Однако у каждого поэта есть своя собственная судьба. Как уже указано Виламовицем, «имя — звук пустой»; и действительно, слову «Гомер» трудно даже придать какое-либо личное звучание, — он скрыт для нас за величественным эпосом «Илиады». Каллин в 680 г. до н. э. знает Гомера, но как автора «Фивиады». Это древнейшее свидетельство о Гомере. Тщательные изыскания того же Виламовица приводят к небогатому результату, что Гомер был уроженцем Смирны, жил и творил на острове Хиосе, где его имя из эолийского Гомар (Omar) стало ионийским Гомер (Omer). Хронологически получается дата около 750 г. до н. э., совпадающая со временем возникновения «Илиады». Таким образом, Гомер — один из немногих мировых поэтов, всецело растворившихся в своем произведении, характер которого таков, что оно эпически объективно и хранит упорное молчание о субъективной личности своего автора. В эпосе увековечен только безымянный, хотя и имеющий свое имя его предшественник, «вдохновенный», «чтимый в народе», «преисполненный бога» Демодок, да и то при сомнительном условии, что мы припишем сказочный эпос «Одиссеи» творцу подлинно героического эпоса «Илиады». А это последнее допущение более чем сомнительно. В упоминании Смирны, как места рождения Гомера, как бы запечатлен и канонизированный на много веков язык эпической поэзии древних греков. Именно этот город служит местом постоянной вражды греков ионийского и эолийского наречий до тех пор, пока ионийцы окончательно не завладели им. И язык греческой эпики остался ионийским с равномерно рассеянной примесью эолизмов. И таковым он удержался, несмотря на начавшееся господство аттицизма в греческой литературе.
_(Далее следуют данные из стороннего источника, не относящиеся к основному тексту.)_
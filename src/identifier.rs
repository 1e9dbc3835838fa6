//! Hardware identifier resolution (model name, release year, CPU)
//!
//! Exact table hits win; misses fall back to string heuristics and finally to
//! sentinels. Nothing here can fail.

use crate::data::ReleaseYear;

/// Generic label for same-vendor silicon that no rule recognises
pub const GENERIC_CPU: &str = "Apple Silicon";

/// Year markers checked against the model name, newest generation first
const GENERATION_MARKERS: [(&str, u16); 3] = [("M4", 2024), ("M2", 2022), ("M1", 2021)];

/// Read the machine-class identifier of the running host (`uname` machine field)
pub fn machine_identifier() -> String {
    // SAFETY: utsname is plain old data and uname only writes into it.
    unsafe {
        let mut info: libc::utsname = std::mem::zeroed();
        if libc::uname(&mut info) == 0 {
            let machine = std::ffi::CStr::from_ptr(info.machine.as_ptr());
            let machine = machine.to_string_lossy().trim().to_string();
            if !machine.is_empty() {
                return machine;
            }
        }
    }
    tracing::warn!("uname failed, machine identifier unknown");
    "Unknown".to_string()
}

/// Human-readable model name; the identifier itself when unknown
pub fn resolve_model(identifier: &str) -> String {
    let name = match identifier {
        // iPad Pro
        "iPad13,4" | "iPad13,5" => "iPad Pro 12.9\" (5th generation)",
        "iPad13,6" | "iPad13,7" => "iPad Pro 11\" (3rd generation)",
        "iPad13,8" | "iPad13,9" => "iPad Pro 12.9\" (6th generation)",
        "iPad13,10" | "iPad13,11" | "iPad13,16" | "iPad13,17" => "iPad Pro 11\" (M4)",
        "iPad13,12" | "iPad13,13" | "iPad13,14" | "iPad13,15" => "iPad Pro 13\" (M4)",
        "iPad8,1" | "iPad8,2" | "iPad8,3" | "iPad8,4" => "iPad Pro 11\" (1st generation)",
        "iPad8,5" | "iPad8,6" | "iPad8,7" | "iPad8,8" => "iPad Pro 12.9\" (3rd generation)",
        "iPad8,9" | "iPad8,10" => "iPad Pro 11\" (2nd generation)",
        "iPad8,11" | "iPad8,12" => "iPad Pro 12.9\" (4th generation)",
        // iPad Air
        "iPad13,18" | "iPad13,19" => "iPad Air 13\" (M2)",
        "iPad13,1" | "iPad13,2" => "iPad Air (4th generation)",
        // iPhone
        "iPhone14,2" => "iPhone 13 Pro",
        "iPhone14,3" => "iPhone 13 Pro Max",
        "iPhone15,2" => "iPhone 14 Pro",
        "iPhone15,3" => "iPhone 14 Pro Max",
        "iPhone16,1" => "iPhone 15 Pro",
        "iPhone16,2" => "iPhone 15 Pro Max",
        "iPhone17,1" => "iPhone 16 Pro",
        "iPhone17,2" | "iPhone17,3" => "iPhone 16 Pro Max",
        _ => return identifier.to_string(),
    };
    name.to_string()
}

/// Release year from the identifier table, else from generation markers in `model`
pub fn resolve_year(identifier: &str, model: &str) -> ReleaseYear {
    if let Some(year) = lookup_year(identifier) {
        return ReleaseYear::Known(year);
    }

    GENERATION_MARKERS
        .iter()
        .find(|(marker, _)| model.contains(marker))
        .map(|(_, year)| ReleaseYear::Known(*year))
        .unwrap_or(ReleaseYear::Unknown)
}

fn lookup_year(identifier: &str) -> Option<u16> {
    let year = match identifier {
        "iPad13,10" | "iPad13,11" | "iPad13,12" | "iPad13,13" | "iPad13,14" | "iPad13,15"
        | "iPad13,16" | "iPad13,17" => 2024,
        "iPad13,6" | "iPad13,7" | "iPad13,8" | "iPad13,9" => 2022,
        "iPad13,4" | "iPad13,5" => 2021,
        "iPad8,9" | "iPad8,10" | "iPad8,11" | "iPad8,12" => 2020,
        "iPad8,1" | "iPad8,2" | "iPad8,3" | "iPad8,4" | "iPad8,5" | "iPad8,6" | "iPad8,7"
        | "iPad8,8" => 2018,
        "iPad13,18" | "iPad13,19" => 2024,
        "iPad13,1" | "iPad13,2" => 2020,
        "iPhone14,2" | "iPhone14,3" => 2021,
        "iPhone15,2" | "iPhone15,3" => 2022,
        "iPhone16,1" | "iPhone16,2" => 2023,
        "iPhone17,1" | "iPhone17,2" | "iPhone17,3" => 2024,
        _ => return None,
    };
    Some(year)
}

/// CPU name from the identifier table, else by product family and sub-model.
///
/// The family must match exactly and the sub-model is compared as a number, so
/// `iPad13,100` is not read as `iPad13,10` and `iPad130,1` is not an `iPad13`.
pub fn resolve_cpu(identifier: &str) -> String {
    if let Some(cpu) = lookup_cpu(identifier) {
        return cpu.to_string();
    }

    let (family, sub_model) = split_identifier(identifier);
    let cpu = match (family, sub_model) {
        ("iPad13", Some(10..=17)) => "Apple M4",
        ("iPad13", Some(6..=9)) => "Apple M2",
        ("iPad13", _) => "Apple M1",
        ("iPad8", _) => "Apple A12Z / A12X",
        _ => GENERIC_CPU,
    };
    cpu.to_string()
}

fn lookup_cpu(identifier: &str) -> Option<&'static str> {
    let cpu = match identifier {
        "iPad13,10" | "iPad13,11" | "iPad13,12" | "iPad13,13" | "iPad13,14" | "iPad13,15"
        | "iPad13,16" | "iPad13,17" => "Apple M4",
        "iPad13,6" | "iPad13,7" | "iPad13,8" | "iPad13,9" => "Apple M2",
        "iPad13,4" | "iPad13,5" => "Apple M1",
        "iPad8,9" | "iPad8,10" | "iPad8,11" | "iPad8,12" => "Apple A12Z",
        "iPad8,1" | "iPad8,2" | "iPad8,3" | "iPad8,4" | "iPad8,5" | "iPad8,6" | "iPad8,7"
        | "iPad8,8" => "Apple A12X",
        "iPad13,18" | "iPad13,19" => "Apple M2",
        "iPad13,1" | "iPad13,2" => "Apple A14 Bionic",
        "iPhone14,2" | "iPhone14,3" => "Apple A15 Bionic",
        "iPhone15,2" | "iPhone15,3" => "Apple A16 Bionic",
        "iPhone16,1" | "iPhone16,2" => "Apple A17 Pro",
        "iPhone17,1" | "iPhone17,2" | "iPhone17,3" => "Apple A18 Pro",
        _ => return None,
    };
    Some(cpu)
}

/// Split `"iPad13,10"` into `("iPad13", Some(10))`
fn split_identifier(identifier: &str) -> (&str, Option<u32>) {
    match identifier.split_once(',') {
        Some((family, sub)) => (family, sub.trim().parse().ok()),
        None => (identifier, None),
    }
}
В этой безличности Гомера как субъективной личности и в его личной индивидуальности как творца «Илиады» запечатлевается и самый характер эпоса. Он глубоко аристократичен — терситы для него противны и смешны, но там, где он уходит от шума ахейско-троянской распри, маленькая копия которой видна и на мастерски исполненном Гефестом щите Ахиллеса:
Рыщут и Злоба, и Смута, и страшная Смерть между ними:
Держит она то пронзенного, то непрошенного ловит,
Или убитого за ногу тело волочит по сече;
Риза на персях ее обагровлена кровью людскою,
там он видит и другие картины — труда пахарей, жнецов, виноградарей, пастухов, труда, благословенного великим поэтом, и пляски юношей и дев, где
В круге их отрок прелестный по звонкорокочущей лире
Сладко перстами бряцал, припевая прекрасно под струны
Голосом нежным...
Так и своего предшественника, более безвестного, чем Демодок, вырезывает на Ахиллесовом щите творец «Илиады». Эта эпическая объективность за грохотом бури и ссорами басилеев видит и нечто более твердое и вечное — постоянный героизм человеческого труда. И кажется, что не Ахиллес, вооруженный Гефестовым щитом, отправился в бой на погибель троянцев, а Гомер, с «Илиадой» в качестве божественного щита, величественно и спокойно, как его гекзаметр, стоит в первом ряду героев не человекоубийственных войн, а творцов великих произведений мировой литературы. Ибо древний грек был настолько мудр, что «героем был для него не только великий воин, но и великий деятель в человеческой жизни».